=== TASK TO COMPLETE ===
Take the records below and write them out again exactly.

==== AVAILABLE DATA ====

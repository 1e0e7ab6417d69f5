//! The engine's own subsystem list and its fixed orderings.
//!
//! Init order is the order of [`SubsystemKind::ALL`]. Shutdown order is set per
//! kind by [`SubsystemKind::shutdown_slot`] and is deliberately not the reverse
//! of init order: screens go down before lighting, and the cursor database is
//! cleared before the tactical engine.

use serde::{Deserialize, Serialize};

use super::{ShutdownSlot, Subsystem, SubsystemDescriptor, SubsystemRegistry};
use crate::error::RegistryError;

/// Every subsystem the engine brings up or tears down.
#[derive(Debug, Clone, Copy, PartialEq, Eq, Hash, Serialize, Deserialize)]
pub enum SubsystemKind {
    /// Localized strings loaded from external files. Init only.
    ExternalText,
    Animation,
    Lighting,
    /// Dialogue queue.
    Dialogue,
    /// Strategic layer: initialized as the strategic engine, shut down as the layer.
    StrategicEngine,
    /// Fills sector info from movement costs. Init only.
    StrategicMovementCosts,
    TacticalEngine,
    /// Init only.
    ShadeTable,
    /// Init only.
    IntensityTable,
    EventManager,
    World,
    TileCache,
    /// Merc popup text boxes; shutdown removes their images.
    MercPopupBox,
    /// Applies the configured music volume. Init only.
    MusicVolume,

    // Shutdown only
    /// Blank the frame buffer, remove the cursor and refresh.
    Video,
    LaptopTempFiles,
    /// Per-screen shutdown handlers.
    Screens,
    CursorDatabase,
    Overhead,
    Clock,
    Fonts,
    Sound,
    Vehicles,
}

impl SubsystemKind {
    /// Registration order; the init-capable kinds run in exactly this order.
    pub const ALL: [SubsystemKind; 23] = [
        SubsystemKind::ExternalText,
        SubsystemKind::Animation,
        SubsystemKind::Lighting,
        SubsystemKind::Dialogue,
        SubsystemKind::StrategicEngine,
        SubsystemKind::StrategicMovementCosts,
        SubsystemKind::TacticalEngine,
        SubsystemKind::ShadeTable,
        SubsystemKind::IntensityTable,
        SubsystemKind::EventManager,
        SubsystemKind::World,
        SubsystemKind::TileCache,
        SubsystemKind::MercPopupBox,
        SubsystemKind::MusicVolume,
        SubsystemKind::Video,
        SubsystemKind::LaptopTempFiles,
        SubsystemKind::Screens,
        SubsystemKind::CursorDatabase,
        SubsystemKind::Overhead,
        SubsystemKind::Clock,
        SubsystemKind::Fonts,
        SubsystemKind::Sound,
        SubsystemKind::Vehicles,
    ];

    /// Diagnostic name.
    pub fn name(&self) -> &'static str {
        match self {
            SubsystemKind::ExternalText => "external_text",
            SubsystemKind::Animation => "animation",
            SubsystemKind::Lighting => "lighting",
            SubsystemKind::Dialogue => "dialogue",
            SubsystemKind::StrategicEngine => "strategic_engine",
            SubsystemKind::StrategicMovementCosts => "strategic_movement_costs",
            SubsystemKind::TacticalEngine => "tactical_engine",
            SubsystemKind::ShadeTable => "shade_table",
            SubsystemKind::IntensityTable => "intensity_table",
            SubsystemKind::EventManager => "event_manager",
            SubsystemKind::World => "world",
            SubsystemKind::TileCache => "tile_cache",
            SubsystemKind::MercPopupBox => "merc_popup_box",
            SubsystemKind::MusicVolume => "music_volume",
            SubsystemKind::Video => "video",
            SubsystemKind::LaptopTempFiles => "laptop_temp_files",
            SubsystemKind::Screens => "screens",
            SubsystemKind::CursorDatabase => "cursor_database",
            SubsystemKind::Overhead => "overhead",
            SubsystemKind::Clock => "clock",
            SubsystemKind::Fonts => "fonts",
            SubsystemKind::Sound => "sound",
            SubsystemKind::Vehicles => "vehicles",
        }
    }

    /// Whether this kind takes part in bring-up.
    pub fn runs_init(&self) -> bool {
        !matches!(
            self,
            SubsystemKind::Video
                | SubsystemKind::LaptopTempFiles
                | SubsystemKind::Screens
                | SubsystemKind::CursorDatabase
                | SubsystemKind::Overhead
                | SubsystemKind::Clock
                | SubsystemKind::Fonts
                | SubsystemKind::Sound
                | SubsystemKind::Vehicles
        )
    }

    /// Position in the shutdown sequence, `None` for init-only kinds.
    pub fn shutdown_slot(&self) -> Option<ShutdownSlot> {
        let slot = match self {
            SubsystemKind::Video => 0,
            SubsystemKind::StrategicEngine => 1,
            SubsystemKind::LaptopTempFiles => 2,
            SubsystemKind::Dialogue => 3,
            SubsystemKind::Screens => 4,
            SubsystemKind::Lighting => 5,
            SubsystemKind::CursorDatabase => 6,
            SubsystemKind::TacticalEngine => 7,
            SubsystemKind::Overhead => 8,
            SubsystemKind::Animation => 9,
            SubsystemKind::World => 10,
            SubsystemKind::TileCache => 11,
            SubsystemKind::Clock => 12,
            SubsystemKind::Fonts => 13,
            SubsystemKind::Sound => 14,
            SubsystemKind::EventManager => 15,
            SubsystemKind::MercPopupBox => 16,
            SubsystemKind::Vehicles => 17,
            SubsystemKind::ExternalText
            | SubsystemKind::StrategicMovementCosts
            | SubsystemKind::ShadeTable
            | SubsystemKind::IntensityTable
            | SubsystemKind::MusicVolume => return None,
        };
        Some(slot)
    }

    /// Descriptor for this kind around the given implementation.
    pub fn descriptor(&self, subsystem: Box<dyn Subsystem>) -> SubsystemDescriptor {
        match (self.runs_init(), self.shutdown_slot()) {
            (true, Some(slot)) => SubsystemDescriptor::new(self.name(), subsystem).with_shutdown_at(slot),
            (false, Some(slot)) => SubsystemDescriptor::shutdown_only(self.name(), subsystem, slot),
            (_, None) => SubsystemDescriptor::new(self.name(), subsystem),
        }
    }
}

impl std::fmt::Display for SubsystemKind {
    fn fmt(&self, f: &mut std::fmt::Formatter<'_>) -> std::fmt::Result {
        write!(f, "{}", self.name())
    }
}

/// Build the engine registry, asking `provide` for the implementation of each kind.
pub fn engine_registry<F>(mut provide: F) -> Result<SubsystemRegistry, RegistryError>
where
    F: FnMut(SubsystemKind) -> Box<dyn Subsystem>,
{
    SubsystemKind::ALL
        .iter()
        .fold(SubsystemRegistry::builder(), |builder, kind| {
            builder.register(kind.descriptor(provide(*kind)))
        })
        .build()
}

====

=== SOLUTION TO THIS PROBLEM ===
repository 1e0e7ab6417d69f5
//! The engine's own subsystem list and its fixed orderings.
//!
//! Init order is the order of [`SubsystemKind::ALL`]. Shutdown order is set per
//! kind by [`SubsystemKind::shutdown_slot`] and is deliberately not the reverse
//! of init order: screens go down before lighting, and the cursor database is
//! cleared before the tactical engine.

use serde::{Deserialize, Serialize};

use super::{ShutdownSlot, Subsystem, SubsystemDescriptor, SubsystemRegistry};
use crate::error::RegistryError;

/// Every subsystem the engine brings up or tears down.
#[derive(Debug, Clone, Copy, PartialEq, Eq, Hash, Serialize, Deserialize)]
pub enum SubsystemKind {
    /// Localized strings loaded from external files. Init only.
    ExternalText,
    Animation,
    Lighting,
    /// Dialogue queue.
    Dialogue,
    /// Strategic layer: initialized as the strategic engine, shut down as the layer.
    StrategicEngine,
    /// Fills sector info from movement costs. Init only.
    StrategicMovementCosts,
    TacticalEngine,
    /// Init only.
    ShadeTable,
    /// Init only.
    IntensityTable,
    EventManager,
    World,
    TileCache,
    /// Merc popup text boxes; shutdown removes their images.
    MercPopupBox,
    /// Applies the configured music volume. Init only.
    MusicVolume,

    // Shutdown only
    /// Blank the frame buffer, remove the cursor and refresh.
    Video,
    LaptopTempFiles,
    /// Per-screen shutdown handlers.
    Screens,
    CursorDatabase,
    Overhead,
    Clock,
    Fonts,
    Sound,
    Vehicles,
}

impl SubsystemKind {
    /// Registration order; the init-capable kinds run in exactly this order.
    pub const ALL: [SubsystemKind; 23] = [
        SubsystemKind::ExternalText,
        SubsystemKind::Animation,
        SubsystemKind::Lighting,
        SubsystemKind::Dialogue,
        SubsystemKind::StrategicEngine,
        SubsystemKind::StrategicMovementCosts,
        SubsystemKind::TacticalEngine,
        SubsystemKind::ShadeTable,
        SubsystemKind::IntensityTable,
        SubsystemKind::EventManager,
        SubsystemKind::World,
        SubsystemKind::TileCache,
        SubsystemKind::MercPopupBox,
        SubsystemKind::MusicVolume,
        SubsystemKind::Video,
        SubsystemKind::LaptopTempFiles,
        SubsystemKind::Screens,
        SubsystemKind::CursorDatabase,
        SubsystemKind::Overhead,
        SubsystemKind::Clock,
        SubsystemKind::Fonts,
        SubsystemKind::Sound,
        SubsystemKind::Vehicles,
    ];

    /// Diagnostic name.
    pub fn name(&self) -> &'static str {
        match self {
            SubsystemKind::ExternalText => "external_text",
            SubsystemKind::Animation => "animation",
            SubsystemKind::Lighting => "lighting",
            SubsystemKind::Dialogue => "dialogue",
            SubsystemKind::StrategicEngine => "strategic_engine",
            SubsystemKind::StrategicMovementCosts => "strategic_movement_costs",
            SubsystemKind::TacticalEngine => "tactical_engine",
            SubsystemKind::ShadeTable => "shade_table",
            SubsystemKind::IntensityTable => "intensity_table",
            SubsystemKind::EventManager => "event_manager",
            SubsystemKind::World => "world",
            SubsystemKind::TileCache => "tile_cache",
            SubsystemKind::MercPopupBox => "merc_popup_box",
            SubsystemKind::MusicVolume => "music_volume",
            SubsystemKind::Video => "video",
            SubsystemKind::LaptopTempFiles => "laptop_temp_files",
            SubsystemKind::Screens => "screens",
            SubsystemKind::CursorDatabase => "cursor_database",
            SubsystemKind::Overhead => "overhead",
            SubsystemKind::Clock => "clock",
            SubsystemKind::Fonts => "fonts",
            SubsystemKind::Sound => "sound",
            SubsystemKind::Vehicles => "vehicles",
        }
    }

    /// Whether this kind takes part in bring-up.
    pub fn runs_init(&self) -> bool {
        !matches!(
            self,
            SubsystemKind::Video
                | SubsystemKind::LaptopTempFiles
                | SubsystemKind::Screens
                | SubsystemKind::CursorDatabase
                | SubsystemKind::Overhead
                | SubsystemKind::Clock
                | SubsystemKind::Fonts
                | SubsystemKind::Sound
                | SubsystemKind::Vehicles
        )
    }

    /// Position in the shutdown sequence, `None` for init-only kinds.
    pub fn shutdown_slot(&self) -> Option<ShutdownSlot> {
        let slot = match self {
            SubsystemKind::Video => 0,
            SubsystemKind::StrategicEngine => 1,
            SubsystemKind::LaptopTempFiles => 2,
            SubsystemKind::Dialogue => 3,
            SubsystemKind::Screens => 4,
            SubsystemKind::Lighting => 5,
            SubsystemKind::CursorDatabase => 6,
            SubsystemKind::TacticalEngine => 7,
            SubsystemKind::Overhead => 8,
            SubsystemKind::Animation => 9,
            SubsystemKind::World => 10,
            SubsystemKind::TileCache => 11,
            SubsystemKind::Clock => 12,
            SubsystemKind::Fonts => 13,
            SubsystemKind::Sound => 14,
            SubsystemKind::EventManager => 15,
            SubsystemKind::MercPopupBox => 16,
            SubsystemKind::Vehicles => 17,
            SubsystemKind::ExternalText
            | SubsystemKind::StrategicMovementCosts
            | SubsystemKind::ShadeTable
            | SubsystemKind::IntensityTable
            | SubsystemKind::MusicVolume => return None,
        };
        Some(slot)
    }

    /// Descriptor for this kind around the given implementation.
    pub fn descriptor(&self, subsystem: Box<dyn Subsystem>) -> SubsystemDescriptor {
        match (self.runs_init(), self.shutdown_slot()) {
            (true, Some(slot)) => SubsystemDescriptor::new(self.name(), subsystem).with_shutdown_at(slot),
            (false, Some(slot)) => SubsystemDescriptor::shutdown_only(self.name(), subsystem, slot),
            (_, None) => SubsystemDescriptor::new(self.name(), subsystem),
        }
    }
}

impl std::fmt::Display for SubsystemKind {
    fn fmt(&self, f: &mut std::fmt::Formatter<'_>) -> std::fmt::Result {
        write!(f, "{}", self.name())
    }
}

/// Build the engine registry, asking `provide` for the implementation of each kind.
pub fn engine_registry<F>(mut provide: F) -> Result<SubsystemRegistry, RegistryError>
where
    F: FnMut(SubsystemKind) -> Box<dyn Subsystem>,
{
    SubsystemKind::ALL
        .iter()
        .fold(SubsystemRegistry::builder(), |builder, kind| {
            builder.register(kind.descriptor(provide(*kind)))
        })
        .build()
}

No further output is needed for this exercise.